The obvious person that benefits from a sale is the owners since they are able to release themselves from this burden of crushing mortgage payments. If it is not a FSBO, the brokers will definitely benefit from being able to sell a property that needs to go quickly and is attached to a desperate seller. However the party that benefits the most from a sale are the lenders.
Lenders also are eager to work out deals because they don’t want to be stuck with the expense of carrying and then selling foreclosed houses. A loan in default in the New York area can cost a lender at least $60 a day, according to Cynthia Rosicki, the founding partner in Rosicki, Rosicki & Associates, a law firm in Plainview, N.Y., that represents lenders.
When banks don’t sell foreclosed houses at auction, they have to assume the costs of removing the owners or any tenants they might have. If they enlist the help of a real estate broker, they will have to pay a commission when the property sells.
It all comes down to cutting your losses. As stated above, time is money when a loan is in default. However not only is the bank losing money from missed payments but also they are losing money from the manpower and the resources needed to deal with a distressed property.
Even if a workout option is utilized, it is still going to consume a significant amount of resources. The five alternatives in a workout are the following
1.Restructuring the mortgage loan
2.Transfer of the mortgage to a new owner
3.Voluntary conveyancy of the title to the mortgage
These alternatives are not free of charge for a bank and can be complicated and time consuming. By having the owner sell, all the costs of liquidating the property are in hands of the owner. They are the ones who have to take the wheel of the sinking ship and put out the capital outlays. And when the property sells all the lender has to do is collect their share of the profits and get the hell out of dodge.
In the last couple of years, lenders have already made a killing gathering these mortgages and bundling them as bonds for foreign consumption. The last thing lenders want is to be responsible for a bunch of liabilities. They already went through that bulls**t during the 80’s when people literally turned in their keys to the banks and walked away from their properties.

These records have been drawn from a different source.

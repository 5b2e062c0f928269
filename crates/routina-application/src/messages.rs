//! Fixed user-visible texts of the widget.

pub const SELECT_CATEGORY_PLACEHOLDER: &str = "Select a category to view products";
pub const NO_PRODUCTS_PLACEHOLDER: &str = "No products found for this category";
pub const NO_SELECTION_PLACEHOLDER: &str = "No products selected yet";

pub const THINKING: &str = "Thinking...";
pub const CHAT_FALLBACK: &str = "Sorry, I couldn’t find an answer.";
pub const CHAT_ERROR: &str = "Error connecting to AI. Check your Worker setup.";

pub const ROUTINE_GUIDANCE: &str =
    "Please select at least one product before generating a routine.";
pub const ROUTINE_REQUEST: &str = "Generate a skincare routine for my selected products.";
pub const ROUTINE_BUILDING: &str = "Building your personalized routine...";
pub const ROUTINE_FALLBACK: &str = "Sorry, I couldn’t generate a routine right now.";
pub const ROUTINE_ERROR: &str = "Error connecting to the AI. Please check your Worker URL.";

/// System prompt for routine generation. The selected products follow as the
/// user message.
pub const ROUTINE_SYSTEM_PROMPT: &str = "You are a skincare and beauty advisor. \
Using ONLY the selected products, build a practical, safe daily routine. \
Include AM/PM steps, frequency, and short reasoning. \
Avoid recommending outside products. Keep it concise and professional.";
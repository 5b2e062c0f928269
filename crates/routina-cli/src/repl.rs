//! The interactive loop.

use anyhow::Result;
use colored::Colorize;
use rustyline::Editor;
use rustyline::error::ReadlineError;
use rustyline::history::DefaultHistory;

use routina_application::{TurnOutcome, WidgetSession};
use routina_core::filter::FilterCriteria;
use routina_core::product::CatalogState;

use crate::commands::{COMMANDS, Command};
use crate::helper::CliHelper;
use crate::render::{details_lines, selection_lines};

/// Reads lines until `/quit`, Ctrl-D or Ctrl-C.
pub async fn run(session: &mut WidgetSession) -> Result<()> {
    let mut rl: Editor<CliHelper, DefaultHistory> = Editor::new()?;
    rl.set_helper(Some(CliHelper::new()));
    refresh_categories(&mut rl, session);

    println!("{}", "=== Routina ===".bright_magenta().bold());
    println!(
        "{}",
        "Type /help for commands. Anything else is sent to the advisor.".bright_black()
    );
    if session.catalog_state() == CatalogState::Failed {
        println!(
            "{}",
            "The product catalog could not be loaded; see the log for details.".yellow()
        );
    }
    println!();

    loop {
        let line = match rl.readline(">> ") {
            Ok(line) => line,
            Err(ReadlineError::Interrupted) | Err(ReadlineError::Eof) => {
                println!("{}", "Goodbye!".bright_green());
                break;
            }
            Err(e) => return Err(e.into()),
        };

        if line.trim().is_empty() {
            continue;
        }
        let _ = rl.add_history_entry(line.as_str());

        if !handle(session, Command::parse(&line)).await {
            println!("{}", "Goodbye!".bright_green());
            break;
        }
        refresh_categories(&mut rl, session);
    }

    Ok(())
}

/// Filter input can reload the catalog, so completion follows it.
fn refresh_categories(rl: &mut Editor<CliHelper, DefaultHistory>, session: &WidgetSession) {
    if let Some(helper) = rl.helper_mut() {
        helper.set_categories(session.catalog().categories());
    }
}

/// Executes one command. Returns false when the loop should stop.
async fn handle(session: &mut WidgetSession, command: Command) -> bool {
    match command {
        Command::Products => session.set_filter(FilterCriteria::default()).await,
        Command::Categories => {
            let categories = session.catalog().categories();
            if categories.is_empty() {
                println!("{}", "No categories available".bright_black());
            }
            for category in categories {
                println!("  {category}");
            }
        }
        Command::Category(name) => session.set_category(name).await,
        Command::Search(term) => session.set_search(term).await,
        Command::Toggle(id) => {
            if let Err(e) = session.toggle(&id) {
                println!("{}", e.to_string().red());
            }
        }
        Command::Remove(id) => {
            if session.remove(&id).is_none() {
                println!("{}", format!("Product {id} is not selected").bright_black());
            }
        }
        Command::Clear => {
            session.clear();
        }
        Command::Selected => {
            for line in selection_lines(&session.view()) {
                println!("{line}");
            }
        }
        Command::Info(id) => match session.product_details(&id) {
            Ok(details) => {
                for line in details_lines(&details) {
                    println!("{line}");
                }
            }
            Err(e) => println!("{}", e.to_string().red()),
        },
        Command::Routine => report(session.generate_routine().await),
        Command::Rtl => {
            session.toggle_direction();
        }
        Command::Help => print_help(),
        Command::Quit => return false,
        Command::Chat(text) => report(session.send_chat(&text).await),
        Command::Invalid(message) => println!("{}", message.yellow()),
    }
    true
}

fn report(outcome: TurnOutcome) {
    if let TurnOutcome::Failed { request_id, error } = outcome {
        tracing::debug!(%request_id, %error, "turn failed");
    }
}

fn print_help() {
    for (name, usage) in COMMANDS {
        println!("  {} {}", format!("{name:<12}").bright_cyan(), usage.bright_black());
    }
}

The lenders may take a hit on missed mortgage payments and the final sale price. But who cares? The owners are still on the hook for any other payments and even if they don’t pay, lenders don’t have to spend the money to baby sit properties till the next cycle or be prey for specialists in distressed properties who are highly skilled in getting these real estate diamonds in the rough at rock bottom prices from the clutches of lenders.
The next couple of years are going to be s**tastic. Expect stories about Manhattan owners whipping schemes to avoid foreclosure and other demented behavior. Also expect buyers getting sick deals from frustrated owners who are trading in New York to live in Providence.